» **Supplied records**:
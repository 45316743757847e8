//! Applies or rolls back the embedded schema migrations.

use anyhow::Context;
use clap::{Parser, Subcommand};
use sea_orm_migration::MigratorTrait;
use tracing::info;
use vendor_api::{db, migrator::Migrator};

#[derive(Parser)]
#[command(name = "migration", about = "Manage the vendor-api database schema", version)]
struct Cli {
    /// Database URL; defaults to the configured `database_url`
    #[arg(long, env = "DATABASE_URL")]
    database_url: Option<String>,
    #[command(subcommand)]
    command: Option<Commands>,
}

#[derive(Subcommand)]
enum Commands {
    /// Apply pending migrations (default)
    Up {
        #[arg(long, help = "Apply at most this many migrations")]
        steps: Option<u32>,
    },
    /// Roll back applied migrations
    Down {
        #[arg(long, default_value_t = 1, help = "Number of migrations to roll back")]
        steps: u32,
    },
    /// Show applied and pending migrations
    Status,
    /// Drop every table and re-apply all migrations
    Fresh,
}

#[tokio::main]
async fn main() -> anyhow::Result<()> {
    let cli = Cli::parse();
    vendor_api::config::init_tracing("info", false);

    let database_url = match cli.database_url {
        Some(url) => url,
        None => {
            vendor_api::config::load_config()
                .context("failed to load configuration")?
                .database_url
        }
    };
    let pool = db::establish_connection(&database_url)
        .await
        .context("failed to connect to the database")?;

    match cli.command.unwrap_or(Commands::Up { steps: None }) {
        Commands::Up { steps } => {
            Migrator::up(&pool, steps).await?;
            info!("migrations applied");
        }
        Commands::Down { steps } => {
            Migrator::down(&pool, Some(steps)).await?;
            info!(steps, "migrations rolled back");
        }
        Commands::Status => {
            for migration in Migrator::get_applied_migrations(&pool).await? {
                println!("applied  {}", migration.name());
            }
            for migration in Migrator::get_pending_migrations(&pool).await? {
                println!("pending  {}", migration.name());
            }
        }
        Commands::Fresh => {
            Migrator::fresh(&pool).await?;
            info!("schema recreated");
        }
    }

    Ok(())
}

» **Task prompt**: The expected answer is each line of the records above that includes the string "long".

» **Task result**:
    #[arg(long, env = "DATABASE_URL")]
        #[arg(long, help = "Apply at most this many migrations")]
        #[arg(long, default_value_t = 1, help = "Number of migrations to roll back")]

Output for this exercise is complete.